**What to produce:** A faithful, complete copy of the records is required.

[Collected data entries]
◇ ◇ ◇ ◇ ◇ ◇ ◇

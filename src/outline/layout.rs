//! Pixel layout of a glyph inside its distance-field render.

use crate::curve::{CurvePrimitive, Winding};
use crate::geometry::{PixelSize, Point};

use super::{Bounds, GlyphOutline, OutlineError, Segment, YDirection};

/// Where a glyph's outline lands inside a `size` pixel render.
///
/// Design-unit coordinates map to pixels as `p * scale + offset` after the
/// y direction has been applied. The tight outline bounds end up exactly
/// `padding` pixels away from every edge of the render.
#[derive(Debug, Clone, Copy, PartialEq)]
pub struct GlyphLayout {
    pub size: PixelSize,
    pub scale: f32,
    pub offset: Point,
    /// Padding in target pixels (already multiplied by pixel density).
    pub padding: f32,
    pub y_direction: YDirection,
}

impl GlyphLayout {
    /// Measure `outline` at `font_size` with `padding` on every side.
    ///
    /// Font-reported bounds are used when the outline carries them, so the
    /// commands themselves are only walked by [`curves`](Self::curves).
    /// Returns `None` for outlines with nothing to draw, such as the space
    /// glyph.
    pub fn measure(
        outline: &GlyphOutline,
        font_size: f32,
        padding: f32,
        pixel_density: f32,
        y_direction: YDirection,
    ) -> Result<Option<Self>, OutlineError> {
        if outline.units_per_em == 0 {
            return Err(OutlineError::ZeroUnitsPerEm);
        }
        if outline.is_empty() {
            return Ok(None);
        }
        let bounds = match outline.bounds {
            Some(b) => y_direction.apply_bounds(b),
            None => Bounds::of_segments(&outline.segments(y_direction)?),
        };
        if bounds.is_empty() {
            return Ok(None);
        }

        let scale = font_size * pixel_density / f32::from(outline.units_per_em);
        let pad = (padding * pixel_density).ceil().max(0.0);
        let inner_w = (bounds.width() * scale).ceil();
        let inner_h = (bounds.height() * scale).ceil();

        let size = PixelSize::new(
            (inner_w + 2.0 * pad) as u32,
            (inner_h + 2.0 * pad) as u32,
        );

        Ok(Some(Self {
            size,
            scale,
            offset: Point::new(pad - bounds.min.x * scale, pad - bounds.min.y * scale),
            padding: pad,
            y_direction,
        }))
    }

    /// Map a design-unit point (y direction already applied) to pixels.
    pub fn to_pixels(&self, p: Point) -> Point {
        p * self.scale + self.offset
    }

    /// Decompose `outline` into curve primitives in this layout's pixel
    /// space, each inflated by the layout padding.
    pub fn curves(
        &self,
        outline: &GlyphOutline,
        winding: Winding,
    ) -> Result<Vec<CurvePrimitive>, OutlineError> {
        let px = |p: Point| self.to_pixels(p);
        let pad = self.padding;
        Ok(outline
            .segments(self.y_direction)?
            .into_iter()
            .map(|seg| match seg {
                Segment::Line(a, b) => CurvePrimitive::linear(px(a), px(b), winding, pad),
                Segment::Quad(a, c, b) => {
                    CurvePrimitive::quadratic(px(a), px(c), px(b), winding, pad)
                }
                Segment::Cubic(a, c1, c2, b) => {
                    CurvePrimitive::cubic(px(a), px(c1), px(c2), px(b), winding, pad)
                }
            })
            .collect())
    }
}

◇ ◇ ◇ ◇ ◇ ◇ ◇

**Answer area:**
filename src/outline/layout.rs
//! Pixel layout of a glyph inside its distance-field render.

use crate::curve::{CurvePrimitive, Winding};
use crate::geometry::{PixelSize, Point};

use super::{Bounds, GlyphOutline, OutlineError, Segment, YDirection};

/// Where a glyph's outline lands inside a `size` pixel render.
///
/// Design-unit coordinates map to pixels as `p * scale + offset` after the
/// y direction has been applied. The tight outline bounds end up exactly
/// `padding` pixels away from every edge of the render.
#[derive(Debug, Clone, Copy, PartialEq)]
pub struct GlyphLayout {
    pub size: PixelSize,
    pub scale: f32,
    pub offset: Point,
    /// Padding in target pixels (already multiplied by pixel density).
    pub padding: f32,
    pub y_direction: YDirection,
}

impl GlyphLayout {
    /// Measure `outline` at `font_size` with `padding` on every side.
    ///
    /// Font-reported bounds are used when the outline carries them, so the
    /// commands themselves are only walked by [`curves`](Self::curves).
    /// Returns `None` for outlines with nothing to draw, such as the space
    /// glyph.
    pub fn measure(
        outline: &GlyphOutline,
        font_size: f32,
        padding: f32,
        pixel_density: f32,
        y_direction: YDirection,
    ) -> Result<Option<Self>, OutlineError> {
        if outline.units_per_em == 0 {
            return Err(OutlineError::ZeroUnitsPerEm);
        }
        if outline.is_empty() {
            return Ok(None);
        }
        let bounds = match outline.bounds {
            Some(b) => y_direction.apply_bounds(b),
            None => Bounds::of_segments(&outline.segments(y_direction)?),
        };
        if bounds.is_empty() {
            return Ok(None);
        }

        let scale = font_size * pixel_density / f32::from(outline.units_per_em);
        let pad = (padding * pixel_density).ceil().max(0.0);
        let inner_w = (bounds.width() * scale).ceil();
        let inner_h = (bounds.height() * scale).ceil();

        let size = PixelSize::new(
            (inner_w + 2.0 * pad) as u32,
            (inner_h + 2.0 * pad) as u32,
        );

        Ok(Some(Self {
            size,
            scale,
            offset: Point::new(pad - bounds.min.x * scale, pad - bounds.min.y * scale),
            padding: pad,
            y_direction,
        }))
    }

    /// Map a design-unit point (y direction already applied) to pixels.
    pub fn to_pixels(&self, p: Point) -> Point {
        p * self.scale + self.offset
    }

    /// Decompose `outline` into curve primitives in this layout's pixel
    /// space, each inflated by the layout padding.
    pub fn curves(
        &self,
        outline: &GlyphOutline,
        winding: Winding,
    ) -> Result<Vec<CurvePrimitive>, OutlineError> {
        let px = |p: Point| self.to_pixels(p);
        let pad = self.padding;
        Ok(outline
            .segments(self.y_direction)?
            .into_iter()
            .map(|seg| match seg {
                Segment::Line(a, b) => CurvePrimitive::linear(px(a), px(b), winding, pad),
                Segment::Quad(a, c, b) => {
                    CurvePrimitive::quadratic(px(a), px(c), px(b), winding, pad)
                }
                Segment::Cubic(a, c1, c2, b) => {
                    CurvePrimitive::cubic(px(a), px(c1), px(c2), px(b), winding, pad)
                }
            })
            .collect())
    }
}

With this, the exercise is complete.